Records supplied ::
--------------------------------------------------

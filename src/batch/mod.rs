//! 批量请求模块：并发发出一组独立请求，并按输入顺序划分成功与失败结果。
//!
//! # Batch Orchestration Module
//!
//! Issues one request per input, all at once, and partitions the outcomes into
//! `succeeded`/`failed` sets that keep the original input order. Failed inputs
//! can be re-issued selectively through a retry handle derived from the latest
//! settled generation.
//!
//! ## Key Components
//!
//! | Component | Description |
//! |-----------|-------------|
//! | [`BatchOrchestrator`] | Runs generations and publishes their snapshots |
//! | [`BatchState`] | Mutable aggregate with explicit transitions |
//! | [`BatchSnapshot`] | Read-only view of one generation |
//! | [`RetryCoordinator`] / [`RetryHandle`] | Selective retry over the failed set |
//! | [`BatchListener`] | Callback invoked once per settled generation |
//!
//! ## Example
//!
//! ```rust,no_run
//! use parallel_requests::batch::parallel_get;
//!
//! # async fn run() -> parallel_requests::Result<()> {
//! let users = parallel_get(|id: &u64| format!("https://api.example.com/users/{}", id))?;
//! users.exec(vec![1, 2, 3])?;
//!
//! let snapshot = users.settled().await?;
//! println!("{} ok, {} failed", snapshot.success_count(), snapshot.failure_count());
//!
//! if let Some(retry) = users.retry() {
//!     retry.invoke()?;
//! }
//! # Ok(())
//! # }
//! ```
//!
//! ## Generations
//!
//! Every `exec` (retries included) opens a new generation. Observers see
//! exactly two snapshots per generation: the in-flight one published by
//! `exec` itself and the settled one. Results of a superseded generation are
//! dropped on arrival and never published.

mod listener;
mod orchestrator;
mod retry;
mod state;

pub use listener::{BatchListener, FnListener, InMemoryListener};
pub use orchestrator::{BatchOrchestrator, BatchOrchestratorBuilder, Observation};
pub use retry::{RetryCoordinator, RetryHandle};
pub use state::{BatchSnapshot, BatchState, Recorded};

use crate::request::{IntoRequest, Method};
use crate::Result;

fn with_method<I, F, R>(method: Method, factory: F) -> Result<BatchOrchestrator<I>>
where
    I: Clone + Send + Sync + 'static,
    F: Fn(&I) -> R + Send + Sync + 'static,
    R: IntoRequest,
{
    BatchOrchestrator::builder().method(method).build(factory)
}

/// Batch of GET requests over the default transport.
pub fn parallel_get<I, F, R>(factory: F) -> Result<BatchOrchestrator<I>>
where
    I: Clone + Send + Sync + 'static,
    F: Fn(&I) -> R + Send + Sync + 'static,
    R: IntoRequest,
{
    with_method(Method::Get, factory)
}

/// Batch of POST requests over the default transport.
pub fn parallel_post<I, F, R>(factory: F) -> Result<BatchOrchestrator<I>>
where
    I: Clone + Send + Sync + 'static,
    F: Fn(&I) -> R + Send + Sync + 'static,
    R: IntoRequest,
{
    with_method(Method::Post, factory)
}

/// Batch of PUT requests over the default transport.
pub fn parallel_put<I, F, R>(factory: F) -> Result<BatchOrchestrator<I>>
where
    I: Clone + Send + Sync + 'static,
    F: Fn(&I) -> R + Send + Sync + 'static,
    R: IntoRequest,
{
    with_method(Method::Put, factory)
}

/// Batch of PATCH requests over the default transport.
pub fn parallel_patch<I, F, R>(factory: F) -> Result<BatchOrchestrator<I>>
where
    I: Clone + Send + Sync + 'static,
    F: Fn(&I) -> R + Send + Sync + 'static,
    R: IntoRequest,
{
    with_method(Method::Patch, factory)
}

/// Batch of DELETE requests over the default transport.
pub fn parallel_delete<I, F, R>(factory: F) -> Result<BatchOrchestrator<I>>
where
    I: Clone + Send + Sync + 'static,
    F: Fn(&I) -> R + Send + Sync + 'static,
    R: IntoRequest,
{
    with_method(Method::Delete, factory)
}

--------------------------------------------------

What is wanted is the full set of entries above, reproduced exactly.

filename src/batch/mod.rs
//! 批量请求模块：并发发出一组独立请求，并按输入顺序划分成功与失败结果。
//!
//! # Batch Orchestration Module
//!
//! Issues one request per input, all at once, and partitions the outcomes into
//! `succeeded`/`failed` sets that keep the original input order. Failed inputs
//! can be re-issued selectively through a retry handle derived from the latest
//! settled generation.
//!
//! ## Key Components
//!
//! | Component | Description |
//! |-----------|-------------|
//! | [`BatchOrchestrator`] | Runs generations and publishes their snapshots |
//! | [`BatchState`] | Mutable aggregate with explicit transitions |
//! | [`BatchSnapshot`] | Read-only view of one generation |
//! | [`RetryCoordinator`] / [`RetryHandle`] | Selective retry over the failed set |
//! | [`BatchListener`] | Callback invoked once per settled generation |
//!
//! ## Example
//!
//! ```rust,no_run
//! use parallel_requests::batch::parallel_get;
//!
//! # async fn run() -> parallel_requests::Result<()> {
//! let users = parallel_get(|id: &u64| format!("https://api.example.com/users/{}", id))?;
//! users.exec(vec![1, 2, 3])?;
//!
//! let snapshot = users.settled().await?;
//! println!("{} ok, {} failed", snapshot.success_count(), snapshot.failure_count());
//!
//! if let Some(retry) = users.retry() {
//!     retry.invoke()?;
//! }
//! # Ok(())
//! # }
//! ```
//!
//! ## Generations
//!
//! Every `exec` (retries included) opens a new generation. Observers see
//! exactly two snapshots per generation: the in-flight one published by
//! `exec` itself and the settled one. Results of a superseded generation are
//! dropped on arrival and never published.

mod listener;
mod orchestrator;
mod retry;
mod state;

pub use listener::{BatchListener, FnListener, InMemoryListener};
pub use orchestrator::{BatchOrchestrator, BatchOrchestratorBuilder, Observation};
pub use retry::{RetryCoordinator, RetryHandle};
pub use state::{BatchSnapshot, BatchState, Recorded};

use crate::request::{IntoRequest, Method};
use crate::Result;

fn with_method<I, F, R>(method: Method, factory: F) -> Result<BatchOrchestrator<I>>
where
    I: Clone + Send + Sync + 'static,
    F: Fn(&I) -> R + Send + Sync + 'static,
    R: IntoRequest,
{
    BatchOrchestrator::builder().method(method).build(factory)
}

/// Batch of GET requests over the default transport.
pub fn parallel_get<I, F, R>(factory: F) -> Result<BatchOrchestrator<I>>
where
    I: Clone + Send + Sync + 'static,
    F: Fn(&I) -> R + Send + Sync + 'static,
    R: IntoRequest,
{
    with_method(Method::Get, factory)
}

/// Batch of POST requests over the default transport.
pub fn parallel_post<I, F, R>(factory: F) -> Result<BatchOrchestrator<I>>
where
    I: Clone + Send + Sync + 'static,
    F: Fn(&I) -> R + Send + Sync + 'static,
    R: IntoRequest,
{
    with_method(Method::Post, factory)
}

/// Batch of PUT requests over the default transport.
pub fn parallel_put<I, F, R>(factory: F) -> Result<BatchOrchestrator<I>>
where
    I: Clone + Send + Sync + 'static,
    F: Fn(&I) -> R + Send + Sync + 'static,
    R: IntoRequest,
{
    with_method(Method::Put, factory)
}

/// Batch of PATCH requests over the default transport.
pub fn parallel_patch<I, F, R>(factory: F) -> Result<BatchOrchestrator<I>>
where
    I: Clone + Send + Sync + 'static,
    F: Fn(&I) -> R + Send + Sync + 'static,
    R: IntoRequest,
{
    with_method(Method::Patch, factory)
}

/// Batch of DELETE requests over the default transport.
pub fn parallel_delete<I, F, R>(factory: F) -> Result<BatchOrchestrator<I>>
where
    I: Clone + Send + Sync + 'static,
    F: Fn(&I) -> R + Send + Sync + 'static,
    R: IntoRequest,
{
    with_method(Method::Delete, factory)
}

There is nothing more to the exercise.